/work/open brief·03·speculative
IndiGo.
“IndiGo carries six in every ten Indians who fly. They have the brand equity of a wholesale rice supplier.”
IndiGo won the Indian market on punctuality and price. Now the whole category is on time and cheap, and the airline is stretching into business class, widebodies and the A321XLR - all without a brand voice that can hold any of it. The brief also lands during the biggest leadership transition in the airline's history.

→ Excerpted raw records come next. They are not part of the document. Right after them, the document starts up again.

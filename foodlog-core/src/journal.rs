//! Use cases behind the Today, History and Pantry views.
//!
//! Each mutation loads the whole collection from the repository, applies a
//! [`lifecycle`](crate::lifecycle) function and writes the result back. A
//! collection that can't be read aborts the mutation.

use chrono::{DateTime, Local, NaiveDate};
use uuid::Uuid;

use crate::lifecycle;
use crate::models::{FoodEntry, FoodForm, MealType, WaterState};
use crate::repository::Repository;
use crate::storage::StorageError;

/// Behaviour switches for a [`Journal`].
#[derive(Debug, Clone, Copy, Default)]
pub struct JournalOptions {
    /// Start each new day with zero water intake.
    pub daily_water_reset: bool,
}

/// Food and water journal over a [`Repository`].
pub struct Journal<R> {
    repo: R,
    options: JournalOptions,
}

impl<R: Repository> Journal<R> {
    pub fn new(repo: R) -> Self {
        Self::with_options(repo, JournalOptions::default())
    }

    pub fn with_options(repo: R, options: JournalOptions) -> Self {
        Self { repo, options }
    }

    pub fn repository(&self) -> &R {
        &self.repo
    }

    // ========== Food ==========

    /// Adds the food described by `form`.
    ///
    /// Returns `Ok(None)` without touching storage when the form has no name.
    pub fn add_food(
        &self,
        form: &FoodForm,
        now: DateTime<Local>,
    ) -> Result<Option<FoodEntry>, StorageError> {
        let Some(entry) = form.build(now) else {
            tracing::debug!("Ignoring food form without a name");
            return Ok(None);
        };

        self.insert(entry).map(Some)
    }

    /// Logs a copy of a pantry item for today.
    ///
    /// Returns `Ok(None)` if `id` does not name a pantry item.
    pub fn log_from_pantry(
        &self,
        id: Uuid,
        meal_type: MealType,
        now: DateTime<Local>,
    ) -> Result<Option<FoodEntry>, StorageError> {
        let entries = self.repo.try_food_entries()?;
        let Some(item) = lifecycle::find_entry(&entries, id).filter(|e| e.is_pantry_item) else {
            return Ok(None);
        };

        let entry = FoodEntry::from_pantry(item, meal_type, now);
        let updated = lifecycle::add_entry(&entries, entry.clone());
        self.repo.save_food_entries(&updated)?;

        tracing::info!("Logged '{}' from pantry as {}", entry.name, entry.meal_type);
        Ok(Some(entry))
    }

    /// Removes an entry. Returns the removed entry, or `None` if there was none.
    pub fn delete_food(&self, id: Uuid) -> Result<Option<FoodEntry>, StorageError> {
        let entries = self.repo.try_food_entries()?;
        let Some(removed) = lifecycle::find_entry(&entries, id).cloned() else {
            tracing::debug!("No entry {} to delete", id);
            return Ok(None);
        };

        let updated = lifecycle::delete_entry(&entries, id);
        self.repo.save_food_entries(&updated)?;

        tracing::info!("Deleted '{}' ({})", removed.name, removed.id);
        Ok(Some(removed))
    }

    /// Every entry, daily and pantry, in collection order.
    pub fn entries(&self) -> Vec<FoodEntry> {
        self.repo.food_entries()
    }

    pub fn find(&self, id: Uuid) -> Option<FoodEntry> {
        let entries = self.repo.food_entries();
        lifecycle::find_entry(&entries, id).cloned()
    }

    /// Entries logged on `today`, most recently added first.
    pub fn today(&self, today: NaiveDate) -> Vec<FoodEntry> {
        let entries = self.repo.food_entries();
        lifecycle::filter_today(&entries, today)
            .into_iter()
            .cloned()
            .collect()
    }

    pub fn pantry(&self) -> Vec<FoodEntry> {
        let entries = self.repo.food_entries();
        lifecycle::filter_pantry(&entries)
            .into_iter()
            .cloned()
            .collect()
    }

    /// Daily entries grouped by date, most recent date first.
    pub fn history(&self) -> Vec<(NaiveDate, Vec<FoodEntry>)> {
        let entries = self.repo.food_entries();
        lifecycle::group_by_date(&entries)
            .into_iter()
            .map(|(date, group)| (date, group.into_iter().cloned().collect()))
            .collect()
    }

    fn insert(&self, entry: FoodEntry) -> Result<FoodEntry, StorageError> {
        let entries = self.repo.try_food_entries()?;
        let updated = lifecycle::add_entry(&entries, entry.clone());
        self.repo.save_food_entries(&updated)?;

        if entry.is_pantry_item {
            tracing::info!("Added '{}' to pantry", entry.name);
        } else {
            tracing::info!("Logged '{}' as {}", entry.name, entry.meal_type);
        }
        Ok(entry)
    }

    // ========== Water ==========

    /// Current water state, rolled over to `today` if daily reset is enabled.
    pub fn water(&self, today: NaiveDate) -> WaterState {
        let state = self.repo.water_state();
        if self.options.daily_water_reset {
            state.roll_over(today)
        } else {
            state
        }
    }

    pub fn add_water(&self, today: NaiveDate) -> Result<WaterState, StorageError> {
        let state = self.water(today).increment().touched_on(today);
        self.repo.save_water_state(&state)?;
        tracing::info!("Water logged: {}", state);
        Ok(state)
    }

    pub fn set_water(
        &self,
        intake: u32,
        goal: u32,
        today: NaiveDate,
    ) -> Result<WaterState, StorageError> {
        let state = self.water(today).set(intake, goal).touched_on(today);
        self.repo.save_water_state(&state)?;
        tracing::info!("Water set to {}", state);
        Ok(state)
    }

    pub fn reset_water(&self, today: NaiveDate) -> Result<WaterState, StorageError> {
        let state = self.water(today).reset().touched_on(today);
        self.repo.save_water_state(&state)?;
        tracing::info!("Water reset, goal {}", state.goal);
        Ok(state)
    }
}
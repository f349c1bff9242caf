use serde::{Deserialize, Serialize};
use std::fmt;
use std::str::FromStr;

/// Kind of meal an entry belongs to.
///
/// `Meal` is reserved for pantry items, which are not tied to a time of day.
#[derive(Debug, Clone, Copy, Default, PartialEq, Eq, Hash, Serialize, Deserialize)]
#[serde(rename_all = "lowercase")]
pub enum MealType {
    #[default]
    Breakfast,
    Lunch,
    Dinner,
    Snack,
    Meal,
}

impl MealType {
    /// Meal types offered when logging a daily entry.
    pub const DAILY: [MealType; 4] = [
        MealType::Breakfast,
        MealType::Lunch,
        MealType::Dinner,
        MealType::Snack,
    ];
}

impl fmt::Display for MealType {
    fn fmt(&self, f: &mut fmt::Formatter<'_>) -> fmt::Result {
        match self {
            MealType::Breakfast => write!(f, "breakfast"),
            MealType::Lunch => write!(f, "lunch"),
            MealType::Dinner => write!(f, "dinner"),
            MealType::Snack => write!(f, "snack"),
            MealType::Meal => write!(f, "meal"),
        }
    }
}

impl FromStr for MealType {
    type Err = String;

    fn from_str(s: &str) -> Result<Self, Self::Err> {
        match s.trim().to_lowercase().as_str() {
            "breakfast" => Ok(MealType::Breakfast),
            "lunch" => Ok(MealType::Lunch),
            "dinner" => Ok(MealType::Dinner),
            "snack" => Ok(MealType::Snack),
            "meal" => Ok(MealType::Meal),
            _ => Err(format!(
                "Invalid meal type '{}'. Valid options: breakfast, lunch, dinner, snack, meal",
                s
            )),
        }
    }
}

#[cfg(test)]
mod tests {
    use super::*;

    #[test]
    fn test_meal_type_display() {
        assert_eq!(format!("{}", MealType::Breakfast), "breakfast");
        assert_eq!(format!("{}", MealType::Snack), "snack");
        assert_eq!(format!("{}", MealType::Meal), "meal");
    }

    #[test]
    fn test_meal_type_from_str() {
        assert_eq!(
            MealType::from_str("breakfast").unwrap(),
            MealType::Breakfast
        );
        assert_eq!(MealType::from_str("LUNCH").unwrap(), MealType::Lunch);
        assert_eq!(MealType::from_str(" Dinner ").unwrap(), MealType::Dinner);
        assert_eq!(MealType::from_str("meal").unwrap(), MealType::Meal);
    }

    #[test]
    fn test_meal_type_from_str_invalid() {
        assert!(MealType::from_str("brunch").is_err());
        assert!(MealType::from_str("").is_err());
    }

    #[test]
    fn test_meal_type_serializes_lowercase() {
        let json = serde_json::to_string(&MealType::Snack).unwrap();
        assert_eq!(json, "\"snack\"");

        let parsed: MealType = serde_json::from_str("\"meal\"").unwrap();
        assert_eq!(parsed, MealType::Meal);
    }

    #[test]
    fn test_daily_meal_types_exclude_meal() {
        assert!(!MealType::DAILY.contains(&MealType::Meal));
        assert_eq!(MealType::default(), MealType::Breakfast);
    }
}
use chrono::Local;
use clap::{Parser, Subcommand};
use std::path::PathBuf;
use tracing_subscriber::EnvFilter;

mod commands;
mod config;

use commands::{
    ConfigCommand, FoodJournal, HistoryCommand, MealCommand, PantryCommand, TodayCommand,
    WaterCommand,
};
use config::Config;
use foodlog_core::{FileStore, Journal, JournalOptions, StoreRepository};

#[derive(Parser)]
#[command(name = "foodlog")]
#[command(version)]
#[command(about = "Log meals, water and pantry foods", long_about = None)]
struct Cli {
    /// Path to config file
    #[arg(long, short, global = true)]
    config: Option<PathBuf>,

    /// Enable debug logging
    #[arg(long, short, global = true)]
    verbose: bool,

    #[command(subcommand)]
    command: Option<Commands>,
}

#[derive(Subcommand)]
enum Commands {
    /// Show today's water and meals
    Today(TodayCommand),

    /// Log, inspect and delete meals
    Meal(MealCommand),

    /// Browse past meals by day
    History(HistoryCommand),

    /// Manage saved foods
    Pantry(PantryCommand),

    /// Track water intake
    Water(WaterCommand),

    /// Manage configuration
    Config(ConfigCommand),
}

fn main() {
    if let Err(e) = run() {
        eprintln!("Error: {}", e);
        std::process::exit(1);
    }
}

fn run() -> Result<(), Box<dyn std::error::Error>> {
    let cli = Cli::parse();

    init_tracing(cli.verbose);

    // Save config path for config commands
    let cli_config_path = cli.config.clone();

    let config = Config::load(cli.config)?;

    execute_command(cli.command, &config, cli_config_path)
}

fn init_tracing(verbose: bool) {
    let filter = if verbose {
        EnvFilter::new("debug")
    } else {
        EnvFilter::try_from_default_env().unwrap_or_else(|_| EnvFilter::new("warn"))
    };

    tracing_subscriber::fmt()
        .with_env_filter(filter)
        .with_writer(std::io::stderr)
        .init();
}

fn open_journal(config: &Config) -> FoodJournal {
    let store = FileStore::new(config.data_dir.value.clone());
    let options = JournalOptions {
        daily_water_reset: config.daily_water_reset.value,
    };
    Journal::with_options(StoreRepository::new(store), options)
}

fn execute_command(
    command: Option<Commands>,
    config: &Config,
    cli_config_path: Option<PathBuf>,
) -> Result<(), Box<dyn std::error::Error>> {
    let now = Local::now();
    let today = now.date_naive();

    match command {
        Some(Commands::Today(cmd)) => {
            cmd.run(&open_journal(config), today)?;
        }
        Some(Commands::Meal(cmd)) => {
            cmd.run(&open_journal(config), now)?;
        }
        Some(Commands::History(cmd)) => {
            cmd.run(&open_journal(config))?;
        }
        Some(Commands::Pantry(cmd)) => {
            cmd.run(&open_journal(config), now)?;
        }
        Some(Commands::Water(cmd)) => {
            cmd.run(&open_journal(config), today)?;
        }
        Some(Commands::Config(cmd)) => {
            cmd.run(config, cli_config_path)?;
        }
        None => {
            // The Today view is the home screen
            TodayCommand::default().run(&open_journal(config), today)?;
        }
    }

    Ok(())
}
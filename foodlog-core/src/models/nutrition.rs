use serde::{Deserialize, Serialize};
use std::fmt;

use super::food_entry::FoodEntry;

/// Calories and macronutrients, each optional.
///
/// `None` means "not provided", which is different from zero. The same shape
/// is used for a single entry and for totals over several entries.
#[derive(Debug, Clone, Copy, Default, PartialEq, Eq, Serialize, Deserialize)]
pub struct Nutrition {
    pub calories: Option<u32>,
    pub protein: Option<u32>,
    pub carbs: Option<u32>,
    pub fat: Option<u32>,
}

impl Nutrition {
    pub fn is_empty(&self) -> bool {
        self.calories.is_none()
            && self.protein.is_none()
            && self.carbs.is_none()
            && self.fat.is_none()
    }

    /// Sums the provided values of every entry.
    ///
    /// A total stays `None` unless at least one entry provided that value.
    pub fn total<'a, I>(entries: I) -> Self
    where
        I: IntoIterator<Item = &'a FoodEntry>,
    {
        entries
            .into_iter()
            .fold(Nutrition::default(), |acc, entry| acc.add(&entry.nutrition()))
    }

    fn add(self, other: &Nutrition) -> Self {
        Self {
            calories: sum(self.calories, other.calories),
            protein: sum(self.protein, other.protein),
            carbs: sum(self.carbs, other.carbs),
            fat: sum(self.fat, other.fat),
        }
    }
}

fn sum(a: Option<u32>, b: Option<u32>) -> Option<u32> {
    match (a, b) {
        (Some(a), Some(b)) => Some(a.saturating_add(b)),
        (a, None) => a,
        (None, b) => b,
    }
}

/// Formats as "300 cal | 12g protein | 40g carbs | 9g fat", skipping absent values.
impl fmt::Display for Nutrition {
    fn fmt(&self, f: &mut fmt::Formatter<'_>) -> fmt::Result {
        let mut parts = Vec::new();
        if let Some(calories) = self.calories {
            parts.push(format!("{} cal", calories));
        }
        if let Some(protein) = self.protein {
            parts.push(format!("{}g protein", protein));
        }
        if let Some(carbs) = self.carbs {
            parts.push(format!("{}g carbs", carbs));
        }
        if let Some(fat) = self.fat {
            parts.push(format!("{}g fat", fat));
        }
        write!(f, "{}", parts.join(" | "))
    }
}
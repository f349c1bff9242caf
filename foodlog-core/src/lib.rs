//! Foodlog Core Library
//!
//! Food entries, pantry items and water tracking kept in local storage.

pub mod journal;
pub mod lifecycle;
pub mod models;
pub mod photo;
pub mod repository;
pub mod storage;

pub use journal::{Journal, JournalOptions};
pub use models::{FoodEntry, FoodForm, MealType, Nutrition, WaterState, DEFAULT_WATER_GOAL};
pub use photo::{decode_data_uri, encode_photo, PhotoError};
pub use repository::{Repository, StoreRepository};
pub use storage::{FileStore, KeyValueStore, MemoryStore, StorageError, StoreKey};

pub fn version() -> &'static str {
    env!("CARGO_PKG_VERSION")
}
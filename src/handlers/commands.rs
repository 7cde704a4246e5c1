use teloxide::prelude::*;
use teloxide::types::UserId;

use crate::bot_state::BotState;
use crate::handlers::alerts::check_whales;
use crate::handlers::utils::{
    help_keyboard, help_text, main_menu_keyboard, welcome_text, INITIAL_THRESHOLD_PROMPT,
    THRESHOLD_PROMPT, TOKEN_PROMPT, WALLET_PROMPT,
};
use crate::handlers::{send_guarded, HandlerResult};
use crate::models::{ConversationState, Reply};
use crate::Command;

pub async fn command_handler(
    bot: Bot,
    msg: Message,
    cmd: Command,
    state: BotState,
) -> HandlerResult {
    let Some(user) = msg.from.as_ref() else {
        return Ok(());
    };

    log::info!("/{:?} from user {}", cmd, user.id);
    let replies = command_replies(&state, user.id, &user.first_name, cmd).await;
    send_guarded(&bot, msg.chat.id, &replies).await
}

pub async fn command_replies(
    state: &BotState,
    user: UserId,
    first_name: &str,
    cmd: Command,
) -> Vec<Reply> {
    match cmd {
        Command::Start => start(state, user, first_name).await,
        Command::Threshold => vec![prompt(state, user, ConversationState::AwaitingThreshold).await],
        Command::Check => check_whales(state, Some(user)).await,
        Command::Token => vec![prompt(state, user, ConversationState::AwaitingToken).await],
        Command::Wallet => vec![prompt(state, user, ConversationState::AwaitingWallet).await],
        Command::Help => vec![help(user)],
    }
}

/// Welcome screen; first-time users are asked for a threshold right away.
async fn start(state: &BotState, user: UserId, first_name: &str) -> Vec<Reply> {
    let mut replies =
        vec![Reply::new(user, welcome_text(first_name)).with_keyboard(main_menu_keyboard())];

    if state.threshold(user).await.is_none() {
        replies.push(Reply::new(user, INITIAL_THRESHOLD_PROMPT));
        state.set_conversation(user, ConversationState::AwaitingThreshold).await;
    }

    replies
}

/// Asks for the next piece of input and remembers what we asked for.
pub async fn prompt(state: &BotState, user: UserId, next: ConversationState) -> Reply {
    let text = match next {
        ConversationState::AwaitingThreshold => THRESHOLD_PROMPT,
        ConversationState::AwaitingToken => TOKEN_PROMPT,
        ConversationState::AwaitingWallet => WALLET_PROMPT,
    };
    state.set_conversation(user, next).await;
    Reply::new(user, text)
}

pub fn help(user: UserId) -> Reply {
    Reply::new(user, help_text()).with_keyboard(help_keyboard())
}

#[cfg(test)]
mod tests {
    use super::*;
    use crate::analytics::mock::{Call, MockAnalytics};
    use std::sync::Arc;

    const USER: UserId = UserId(99);

    fn state_with(mock: MockAnalytics) -> (BotState, Arc<MockAnalytics>) {
        let mock = Arc::new(mock);
        (BotState::new(mock.clone(), "https://vybe.fyi/"), mock)
    }

    #[tokio::test]
    async fn start_asks_newcomers_for_a_threshold() {
        let (state, _mock) = state_with(MockAnalytics::new());

        let replies = command_replies(&state, USER, "Ishmael", Command::Start).await;

        assert_eq!(replies.len(), 2);
        assert!(replies[0].text.contains("Welcome to VybeWhaleAlertBot, Ishmael!"));
        assert_eq!(replies[0].actions().len(), 5);
        assert_eq!(replies[1].text, INITIAL_THRESHOLD_PROMPT);
        assert_eq!(state.conversation(USER).await, Some(ConversationState::AwaitingThreshold));
    }

    #[tokio::test]
    async fn start_leaves_configured_users_alone() {
        let (state, _mock) = state_with(MockAnalytics::new());
        state.set_threshold(USER, 20_000.0).await;

        let replies = command_replies(&state, USER, "Ahab", Command::Start).await;

        assert_eq!(replies.len(), 1);
        assert_eq!(state.conversation(USER).await, None);
    }

    #[tokio::test]
    async fn prompt_commands_set_matching_state() {
        let (state, mock) = state_with(MockAnalytics::new());
        let cases = [
            (Command::Threshold, ConversationState::AwaitingThreshold, THRESHOLD_PROMPT),
            (Command::Token, ConversationState::AwaitingToken, TOKEN_PROMPT),
            (Command::Wallet, ConversationState::AwaitingWallet, WALLET_PROMPT),
        ];

        for (cmd, expected, text) in cases {
            let replies = command_replies(&state, USER, "Ahab", cmd).await;
            assert_eq!(replies.len(), 1);
            assert_eq!(replies[0].text, text);
            assert_eq!(state.conversation(USER).await, Some(expected));
        }
        assert!(mock.calls().is_empty());
    }

    #[tokio::test]
    async fn check_without_threshold_prompts_for_one() {
        let (state, mock) = state_with(
            MockAnalytics::new().with_transfers(vec![crate::analytics::mock::transfer(1e6, "SOL")]),
        );

        let replies = command_replies(&state, USER, "Ahab", Command::Check).await;

        assert_eq!(mock.calls(), vec![Call::RecentTransfers]);
        assert_eq!(replies.len(), 1);
        assert!(replies[0].text.contains("Please set a threshold first"));
        assert!(!replies[0].text.contains("Whale Alert"));
    }

    #[tokio::test]
    async fn help_does_not_touch_state() {
        let (state, _mock) = state_with(MockAnalytics::new());

        let replies = command_replies(&state, USER, "Ahab", Command::Help).await;

        assert!(replies[0].text.contains("WhaleAlertBot Help"));
        assert_eq!(replies[0].actions().len(), 4);
        assert_eq!(state.conversation(USER).await, None);
    }
}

Brand voice · positioning reset
the state of play
IndiGo flies more domestic passengers than the rest of the Indian industry combined and is among the larger airlines globally by passenger count. The original 2006 positioning - On Time. Hassle-Free. Low Fares. - was honest and effective for fifteen years. It is now a description of the entire category. The recent expansion into a business-class product (IndiGoStretch), damp-leased Boeing 787-9 Dreamliners scaling European routes, a firm order for sixty Airbus A350-900 widebodies, and the newly inducted Airbus A321XLR fleet have stretched the airline into segments the brand has no language for. Each operational move is sound and brand-mute. The brief lands inside the largest leadership transition in IndiGo's history: Pieter Elbers exited after operational disputes; the board has appointed Willie Walsh - former British Airways CEO, former IATA Director-General - to take the helm by August 2026.
the thesis
The opposite of luxury is not cheap - it is competence. IndiGo's defensible asset is operational competence: pilots who land on time, ground staff who do not argue, gates that close on schedule. We would treat competence as the entire aesthetic, not apologise for it.
what we'd do
- 01
Brand voice rewrite. Drop the cheerful service-class English in favour of a flat, declarative register. Confident. No exclamation marks anywhere.
- 02
Visual refresh that keeps the blue and the wordmark, kills the gradient on the logotype, and introduces a single custom mono for all secondary type.
- 03
Launch a 'How We Land On Time' content series - eight short films, one per operational discipline (fuel planning, slot bidding, dispatch, turnaround). Boring on purpose. The boring is the brand.
- 04
Treat IndiGoStretch as a sub-brand, not a variant. The product is twelve seats in a 2-2 configuration on major metro routes - premium territory the master brand has no language for. Distinct typography, distinct livery accent, distinct copy register. Premium product, separate room.
- 05
Replace the existing Hello 6E inflight magazine with a thirty-two-page newsprint quarterly - three articles, no advertising, written by aviation journalists rather than agency copywriters.
the first 90 days
Forty flights in thirty days, every route over ninety minutes, seat at the back. The next month is in the InterGlobe headquarters and the Gurugram operations centre. The third month produces a voice document and a six-month rollout plan, timed to land in front of Willie Walsh as he formally takes the CEO seat in August. Walsh ran British Airways and IATA on a reputation for killing corporate fluff - the brief is written for a reader already inclined to believe the thesis. Voice changes are leadership decisions, not marketing ones.
the team we'd assemble
- StrategyONNOFF
- Brand VoiceONNOFF, with an embedded IndiGo writer
- IdentitySimran
- FilmAyush
what we don't know yet
Whether the InterGlobe leadership wants a brand that signals confidence or one that signals friendliness. Those are different briefs and they cannot both be the answer. We would argue for confidence.
this is unsolicited. read it that way.